» Input data

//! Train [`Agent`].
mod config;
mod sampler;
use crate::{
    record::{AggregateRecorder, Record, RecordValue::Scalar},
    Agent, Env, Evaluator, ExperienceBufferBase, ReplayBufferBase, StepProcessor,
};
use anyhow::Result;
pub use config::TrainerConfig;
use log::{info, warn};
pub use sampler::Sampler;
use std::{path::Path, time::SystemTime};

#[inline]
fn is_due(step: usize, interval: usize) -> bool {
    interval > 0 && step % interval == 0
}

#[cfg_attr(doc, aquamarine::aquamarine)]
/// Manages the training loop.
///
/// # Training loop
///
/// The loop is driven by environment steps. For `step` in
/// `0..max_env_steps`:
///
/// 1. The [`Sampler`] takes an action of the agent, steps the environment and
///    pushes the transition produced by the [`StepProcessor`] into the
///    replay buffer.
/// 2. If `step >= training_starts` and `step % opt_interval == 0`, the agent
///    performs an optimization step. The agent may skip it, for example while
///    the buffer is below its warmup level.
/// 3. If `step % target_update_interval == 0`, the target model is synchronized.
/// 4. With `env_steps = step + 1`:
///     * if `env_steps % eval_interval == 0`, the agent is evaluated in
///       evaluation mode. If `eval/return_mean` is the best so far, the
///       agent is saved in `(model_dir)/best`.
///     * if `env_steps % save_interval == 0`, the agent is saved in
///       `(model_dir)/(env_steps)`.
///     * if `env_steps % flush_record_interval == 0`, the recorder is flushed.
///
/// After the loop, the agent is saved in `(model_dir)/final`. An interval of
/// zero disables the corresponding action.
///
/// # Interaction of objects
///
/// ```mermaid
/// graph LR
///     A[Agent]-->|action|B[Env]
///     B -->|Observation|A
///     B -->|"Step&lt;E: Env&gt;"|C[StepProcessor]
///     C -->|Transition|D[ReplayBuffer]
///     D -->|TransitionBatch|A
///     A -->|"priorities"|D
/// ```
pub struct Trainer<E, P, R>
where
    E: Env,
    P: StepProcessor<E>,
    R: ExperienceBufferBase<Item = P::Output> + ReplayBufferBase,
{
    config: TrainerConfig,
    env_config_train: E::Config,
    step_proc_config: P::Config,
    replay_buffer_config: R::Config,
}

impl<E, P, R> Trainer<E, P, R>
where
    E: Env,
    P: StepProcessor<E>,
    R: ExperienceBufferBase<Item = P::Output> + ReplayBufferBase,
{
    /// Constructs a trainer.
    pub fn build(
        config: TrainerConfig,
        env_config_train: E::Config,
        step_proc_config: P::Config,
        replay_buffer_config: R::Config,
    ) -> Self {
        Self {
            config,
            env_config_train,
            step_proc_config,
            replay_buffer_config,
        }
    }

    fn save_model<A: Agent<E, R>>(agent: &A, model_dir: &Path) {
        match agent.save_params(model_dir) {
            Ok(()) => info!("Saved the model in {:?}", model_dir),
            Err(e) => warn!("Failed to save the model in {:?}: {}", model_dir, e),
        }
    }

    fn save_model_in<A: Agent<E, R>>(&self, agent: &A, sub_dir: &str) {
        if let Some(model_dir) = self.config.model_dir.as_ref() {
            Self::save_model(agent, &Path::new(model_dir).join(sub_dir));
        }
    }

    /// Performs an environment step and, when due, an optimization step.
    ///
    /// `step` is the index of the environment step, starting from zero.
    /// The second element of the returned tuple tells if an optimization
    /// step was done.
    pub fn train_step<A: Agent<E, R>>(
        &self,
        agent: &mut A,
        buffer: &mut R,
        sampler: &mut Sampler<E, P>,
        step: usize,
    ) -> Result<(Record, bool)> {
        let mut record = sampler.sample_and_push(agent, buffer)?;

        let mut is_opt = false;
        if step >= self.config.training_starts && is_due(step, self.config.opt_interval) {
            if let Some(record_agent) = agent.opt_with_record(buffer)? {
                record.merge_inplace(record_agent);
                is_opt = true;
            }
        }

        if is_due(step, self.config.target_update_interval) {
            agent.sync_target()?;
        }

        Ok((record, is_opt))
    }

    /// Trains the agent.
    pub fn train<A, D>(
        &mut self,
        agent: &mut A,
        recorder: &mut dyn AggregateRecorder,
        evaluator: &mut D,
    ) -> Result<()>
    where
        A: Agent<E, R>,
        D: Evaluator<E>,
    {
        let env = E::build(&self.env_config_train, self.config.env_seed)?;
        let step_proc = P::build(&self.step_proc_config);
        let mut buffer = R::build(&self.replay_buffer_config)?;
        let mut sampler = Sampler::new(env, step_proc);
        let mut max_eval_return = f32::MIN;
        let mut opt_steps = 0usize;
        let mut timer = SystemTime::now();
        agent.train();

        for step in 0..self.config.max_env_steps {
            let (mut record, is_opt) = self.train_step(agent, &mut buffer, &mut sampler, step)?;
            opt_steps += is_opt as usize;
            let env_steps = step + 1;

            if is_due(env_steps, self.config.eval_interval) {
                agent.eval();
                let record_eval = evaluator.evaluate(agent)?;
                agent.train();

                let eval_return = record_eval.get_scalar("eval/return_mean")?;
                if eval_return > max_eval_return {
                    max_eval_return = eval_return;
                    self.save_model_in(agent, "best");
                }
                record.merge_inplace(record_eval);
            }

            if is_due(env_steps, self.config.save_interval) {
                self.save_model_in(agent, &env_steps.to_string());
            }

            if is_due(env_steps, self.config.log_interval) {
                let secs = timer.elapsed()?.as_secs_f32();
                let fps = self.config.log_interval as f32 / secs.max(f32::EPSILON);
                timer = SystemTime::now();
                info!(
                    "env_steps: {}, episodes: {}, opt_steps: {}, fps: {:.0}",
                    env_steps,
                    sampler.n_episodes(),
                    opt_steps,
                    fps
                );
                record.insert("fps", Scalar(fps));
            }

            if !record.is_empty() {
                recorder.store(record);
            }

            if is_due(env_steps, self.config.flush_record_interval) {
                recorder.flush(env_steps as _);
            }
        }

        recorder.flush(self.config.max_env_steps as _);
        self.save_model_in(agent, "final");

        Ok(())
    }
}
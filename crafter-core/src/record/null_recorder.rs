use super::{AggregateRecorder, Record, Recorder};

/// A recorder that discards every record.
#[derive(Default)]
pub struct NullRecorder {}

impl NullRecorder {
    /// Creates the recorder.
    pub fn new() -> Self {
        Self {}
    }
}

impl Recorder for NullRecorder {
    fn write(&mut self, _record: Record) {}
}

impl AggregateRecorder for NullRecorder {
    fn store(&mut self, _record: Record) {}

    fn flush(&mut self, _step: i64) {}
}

» Problem statement
Without omission, return all of the records exactly as given.

» Answer for the task
//! Train [`Agent`].
mod config;
mod sampler;
use crate::{
    record::{AggregateRecorder, Record, RecordValue::Scalar},
    Agent, Env, Evaluator, ExperienceBufferBase, ReplayBufferBase, StepProcessor,
};
use anyhow::Result;
pub use config::TrainerConfig;
use log::{info, warn};
pub use sampler::Sampler;
use std::{path::Path, time::SystemTime};

#[inline]
fn is_due(step: usize, interval: usize) -> bool {
    interval > 0 && step % interval == 0
}

#[cfg_attr(doc, aquamarine::aquamarine)]
/// Manages the training loop.
///
/// # Training loop
///
/// The loop is driven by environment steps. For `step` in
/// `0..max_env_steps`:
///
/// 1. The [`Sampler`] takes an action of the agent, steps the environment and
///    pushes the transition produced by the [`StepProcessor`] into the
///    replay buffer.
/// 2. If `step >= training_starts` and `step % opt_interval == 0`, the agent
///    performs an optimization step. The agent may skip it, for example while
///    the buffer is below its warmup level.
/// 3. If `step % target_update_interval == 0`, the target model is synchronized.
/// 4. With `env_steps = step + 1`:
///     * if `env_steps % eval_interval == 0`, the agent is evaluated in
///       evaluation mode. If `eval/return_mean` is the best so far, the
///       agent is saved in `(model_dir)/best`.
///     * if `env_steps % save_interval == 0`, the agent is saved in
///       `(model_dir)/(env_steps)`.
///     * if `env_steps % flush_record_interval == 0`, the recorder is flushed.
///
/// After the loop, the agent is saved in `(model_dir)/final`. An interval of
/// zero disables the corresponding action.
///
/// # Interaction of objects
///
/// ```mermaid
/// graph LR
///     A[Agent]-->|action|B[Env]
///     B -->|Observation|A
///     B -->|"Step&lt;E: Env&gt;"|C[StepProcessor]
///     C -->|Transition|D[ReplayBuffer]
///     D -->|TransitionBatch|A
///     A -->|"priorities"|D
/// ```
pub struct Trainer<E, P, R>
where
    E: Env,
    P: StepProcessor<E>,
    R: ExperienceBufferBase<Item = P::Output> + ReplayBufferBase,
{
    config: TrainerConfig,
    env_config_train: E::Config,
    step_proc_config: P::Config,
    replay_buffer_config: R::Config,
}

impl<E, P, R> Trainer<E, P, R>
where
    E: Env,
    P: StepProcessor<E>,
    R: ExperienceBufferBase<Item = P::Output> + ReplayBufferBase,
{
    /// Constructs a trainer.
    pub fn build(
        config: TrainerConfig,
        env_config_train: E::Config,
        step_proc_config: P::Config,
        replay_buffer_config: R::Config,
    ) -> Self {
        Self {
            config,
            env_config_train,
            step_proc_config,
            replay_buffer_config,
        }
    }

    fn save_model<A: Agent<E, R>>(agent: &A, model_dir: &Path) {
        match agent.save_params(model_dir) {
            Ok(()) => info!("Saved the model in {:?}", model_dir),
            Err(e) => warn!("Failed to save the model in {:?}: {}", model_dir, e),
        }
    }

    fn save_model_in<A: Agent<E, R>>(&self, agent: &A, sub_dir: &str) {
        if let Some(model_dir) = self.config.model_dir.as_ref() {
            Self::save_model(agent, &Path::new(model_dir).join(sub_dir));
        }
    }

    /// Performs an environment step and, when due, an optimization step.
    ///
    /// `step` is the index of the environment step, starting from zero.
    /// The second element of the returned tuple tells if an optimization
    /// step was done.
    pub fn train_step<A: Agent<E, R>>(
        &self,
        agent: &mut A,
        buffer: &mut R,
        sampler: &mut Sampler<E, P>,
        step: usize,
    ) -> Result<(Record, bool)> {
        let mut record = sampler.sample_and_push(agent, buffer)?;

        let mut is_opt = false;
        if step >= self.config.training_starts && is_due(step, self.config.opt_interval) {
            if let Some(record_agent) = agent.opt_with_record(buffer)? {
                record.merge_inplace(record_agent);
                is_opt = true;
            }
        }

        if is_due(step, self.config.target_update_interval) {
            agent.sync_target()?;
        }

        Ok((record, is_opt))
    }

    /// Trains the agent.
    pub fn train<A, D>(
        &mut self,
        agent: &mut A,
        recorder: &mut dyn AggregateRecorder,
        evaluator: &mut D,
    ) -> Result<()>
    where
        A: Agent<E, R>,
        D: Evaluator<E>,
    {
        let env = E::build(&self.env_config_train, self.config.env_seed)?;
        let step_proc = P::build(&self.step_proc_config);
        let mut buffer = R::build(&self.replay_buffer_config)?;
        let mut sampler = Sampler::new(env, step_proc);
        let mut max_eval_return = f32::MIN;
        let mut opt_steps = 0usize;
        let mut timer = SystemTime::now();
        agent.train();

        for step in 0..self.config.max_env_steps {
            let (mut record, is_opt) = self.train_step(agent, &mut buffer, &mut sampler, step)?;
            opt_steps += is_opt as usize;
            let env_steps = step + 1;

            if is_due(env_steps, self.config.eval_interval) {
                agent.eval();
                let record_eval = evaluator.evaluate(agent)?;
                agent.train();

                let eval_return = record_eval.get_scalar("eval/return_mean")?;
                if eval_return > max_eval_return {
                    max_eval_return = eval_return;
                    self.save_model_in(agent, "best");
                }
                record.merge_inplace(record_eval);
            }

            if is_due(env_steps, self.config.save_interval) {
                self.save_model_in(agent, &env_steps.to_string());
            }

            if is_due(env_steps, self.config.log_interval) {
                let secs = timer.elapsed()?.as_secs_f32();
                let fps = self.config.log_interval as f32 / secs.max(f32::EPSILON);
                timer = SystemTime::now();
                info!(
                    "env_steps: {}, episodes: {}, opt_steps: {}, fps: {:.0}",
                    env_steps,
                    sampler.n_episodes(),
                    opt_steps,
                    fps
                );
                record.insert("fps", Scalar(fps));
            }

            if !record.is_empty() {
                recorder.store(record);
            }

            if is_due(env_steps, self.config.flush_record_interval) {
                recorder.flush(env_steps as _);
            }
        }

        recorder.flush(self.config.max_env_steps as _);
        self.save_model_in(agent, "final");

        Ok(())
    }
}
filename crafter-core/src/record/null_recorder.rs
use super::{AggregateRecorder, Record, Recorder};

/// A recorder that discards every record.
#[derive(Default)]
pub struct NullRecorder {}

impl NullRecorder {
    /// Creates the recorder.
    pub fn new() -> Self {
        Self {}
    }
}

impl Recorder for NullRecorder {
    fn write(&mut self, _record: Record) {}
}

impl AggregateRecorder for NullRecorder {
    fn store(&mut self, _record: Record) {}

    fn flush(&mut self, _step: i64) {}
}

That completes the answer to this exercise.